[英]Time series analysis For loop Python
I'm trying to automate the process of predicting (1) the total demand of each State and (2) demand of each Customer in each State.我试图自动化预测(1)每个州的总需求和(2)每个州每个客户的需求的过程。 The statistic method applied is Moving Average.
应用的统计方法是移动平均。 The predict time is 1 month ahead.The data is imported from an excel sheet having 5 columns: Customer, State, Product, Quantity, Order Date.
预测时间提前 1 个月。数据是从 5 列 Excel 表导入的:客户、状态、产品、数量、订单日期。 The excel file can be found via the link https://drive.google.com/file/d/1JlIqWl8bfyJ3Io01Zx088GIAC6rRuCa8/view?usp=sharing
可以通过以下链接找到 Excel 文件https://drive.google.com/file/d/1JlIqWl8bfyJ3Io01Zx088GIAC6rRuCa8/view?usp=sharing
One Customer can be associated with different States, for example, Aaron Bergman can buy Chair, Art, Phone from stores in Washington, Texas and Oklahoma.一个客户可以与不同的州相关联,例如,Aaron Bergman 可以从华盛顿、德克萨斯和俄克拉荷马州的商店购买椅子、艺术品、电话。 The other customers has the same purchase behaviour.

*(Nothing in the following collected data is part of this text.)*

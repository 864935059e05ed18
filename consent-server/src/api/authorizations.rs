use crate::auth::RequestContext;
use crate::consent::{parse_scope_list, ConsentError, Scope};
use crate::errors::{ApiError, NOT_FOUND};
use crate::openapi::CONSENT_TAG;
use crate::policy::AUTHORIZATIONS_PATH;
use crate::state::AppState;
use axum::{
    extract::{rejection::JsonRejection, Extension, Json, Query, State},
    response::{IntoResponse, Response},
    routing::get,
    Router,
};
use http::StatusCode;
use log::debug;
use serde::{Deserialize, Serialize};
use serde_json::json;
use utoipa::{IntoParams, ToSchema};

/// Query parameters of `GET /authorizations`
#[derive(Debug, Default, Serialize, Deserialize, IntoParams)]
#[into_params(parameter_in = Query)]
pub(crate) struct AuthorizationsQuery {
    /// Identity that granted the consent
    id: Option<String>,
    /// Application the consent was granted to
    app: Option<String>,
    /// Client that acted on behalf of the application
    client_id: Option<String>,
    /// Comma-separated scopes to filter by
    scope: Option<String>,
}

/// Consent change for one identity and application
#[derive(Debug, Default, Clone, Serialize, Deserialize, ToSchema, PartialEq)]
pub(crate) struct ConsentRequest {
    /// Identity granting the consent
    #[serde(default)]
    sub: Option<String>,
    /// Application receiving the consent
    #[serde(default)]
    app: Option<String>,
    /// Client that acted on behalf of the application
    #[serde(default)]
    client_id: Option<String>,
    /// Scopes to grant
    #[serde(default)]
    granted_scopes: Vec<String>,
    /// Scopes to revoke
    #[serde(default)]
    revoked_scopes: Vec<String>,
    /// Scopes the application asked for; must not be empty
    #[serde(default)]
    requested_scopes: Vec<String>,
}

/// Returns the scopes the identity granted to the application
#[utoipa::path(
    get,
    path = "/authorizations",
    tag = CONSENT_TAG,
    params(AuthorizationsQuery),
    security(("bearer" = [])),
    responses(
        (status = 200, description = "Granted scopes", body = Vec<String>),
        (status = 401, description = "Missing or invalid access token"),
        (status = 403, description = "Access token lacks the required scopes"),
        (status = 404, description = "No matching consent or missing query parameter")
    )
)]
pub(crate) async fn get_authorizations(
    State(state): State<AppState>,
    Extension(ctx): Extension<RequestContext>,
    Query(query): Query<AuthorizationsQuery>,
) -> Result<Json<Vec<Scope>>, ApiError> {
    debug!("[{}] GET {}", ctx.request_id, AUTHORIZATIONS_PATH);
    // an empty `scope` means no filter
    let requested = query
        .scope
        .as_deref()
        .filter(|s| !s.trim().is_empty())
        .map(parse_scope_list);

    let granted = state
        .consents
        .fetch_grants(
            &ctx,
            query.id.as_deref().unwrap_or_default(),
            query.app.as_deref().unwrap_or_default(),
            query.client_id.as_deref().unwrap_or_default(),
            requested.as_ref(),
        )
        .await
        .map_err(|e| match e {
            ConsentError::MissingRequiredField(field) => ApiError::not_found(format!(
                "Not found. Hint: Are you missing {} in request?",
                field.query_name()
            )),
            other => ApiError::from(other),
        })?;

    if granted.is_empty() {
        debug!("[{}] No matching consent", ctx.request_id);
        return Err(ApiError::not_found(NOT_FOUND));
    }
    Ok(Json(granted))
}

/// Grants and revokes scopes and returns the resulting granted scopes
#[utoipa::path(
    post,
    path = "/authorizations",
    tag = CONSENT_TAG,
    request_body = ConsentRequest,
    security(("bearer" = [])),
    responses(
        (status = 200, description = "Granted scopes after the change", body = Vec<String>),
        (status = 400, description = "Invalid request payload"),
        (status = 401, description = "Missing or invalid access token"),
        (status = 403, description = "Access token lacks the required scopes"),
        (status = 404, description = "The consent could not be stored")
    )
)]
pub(crate) async fn post_authorizations(
    State(state): State<AppState>,
    Extension(ctx): Extension<RequestContext>,
    payload: Result<Json<ConsentRequest>, JsonRejection>,
) -> Result<Json<Vec<Scope>>, ApiError> {
    debug!("[{}] POST {}", ctx.request_id, AUTHORIZATIONS_PATH);
    let Json(request) = payload.map_err(|rejection| {
        debug!("[{}] Invalid body: {}", ctx.request_id, rejection.body_text());
        ApiError::bad_request(rejection.body_text())
    })?;

    if request.requested_scopes.is_empty() {
        return Err(ApiError::bad_request("Missing requested_scopes"));
    }

    let granted = state
        .consents
        .apply_consent(
            &ctx,
            request.sub.as_deref().unwrap_or_default(),
            request.app.as_deref().unwrap_or_default(),
            request.client_id.as_deref().unwrap_or_default(),
            request.granted_scopes,
            request.revoked_scopes,
        )
        .await?;
    Ok(Json(granted))
}

/// Acknowledges an update request without changing any consent
#[utoipa::path(
    put,
    path = "/authorizations",
    tag = CONSENT_TAG,
    security(("bearer" = [])),
    responses(
        (status = 200, description = "Acknowledged"),
        (status = 401, description = "Missing or invalid access token"),
        (status = 403, description = "Access token lacks the required scopes")
    )
)]
pub(crate) async fn put_authorizations(Extension(ctx): Extension<RequestContext>) -> Response {
    debug!("[{}] PUT {}", ctx.request_id, AUTHORIZATIONS_PATH);
    (StatusCode::OK, Json(json!({ "message": "pong" }))).into_response()
}

/// Consent routes, all protected by authentication and route policy
pub(super) fn router() -> Router<AppState> {
    Router::new().route(
        AUTHORIZATIONS_PATH,
        get(get_authorizations)
            .post(post_authorizations)
            .put(put_authorizations),
    )
}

其他客户有相同的购买行为。 For (1) I tried using For loop, but it did not work.
For (1) 我尝试使用 For 循环,但没有奏效。 The error is Order_Date not in index
错误是 Order_Date 不在索引中
df = pd.read_excel("Sales_data.xlsx")
State_Name = df.State.unique()
Customer_Name = df.Customer.unique()
for x in State_Name:
df = df[['Order_Date', 'Quantity']]
df['Order_Date'].min(), df['Order_Date'].max()
df.isnull().sum()
df.Timestamp = pd.to_datetime(df.Order_Date, format= '%D-%M-%Y %H:%m')
df.index = df.Timestamp
df = df.resample('MS').sum()
rolling_mean = df.Quantity.rolling(window=10).mean()
Consider turning for
loop lines into a defined method and call it with groupby
to return time series.考虑将
for
循环行转换为定义的方法,并使用groupby
调用它以返回时间序列。 Also, heed best practices in pandas
:另外,请注意
pandas
最佳实践:
[]
.[]
。[]
with a list for column subsetting .[]
。 Instead, use reindex
.reindex
。def rollmean_func(df):
# BETTER COLUMN SUBSET
df = df.reindex(['Order_Date', 'Quantity'], axis='columns')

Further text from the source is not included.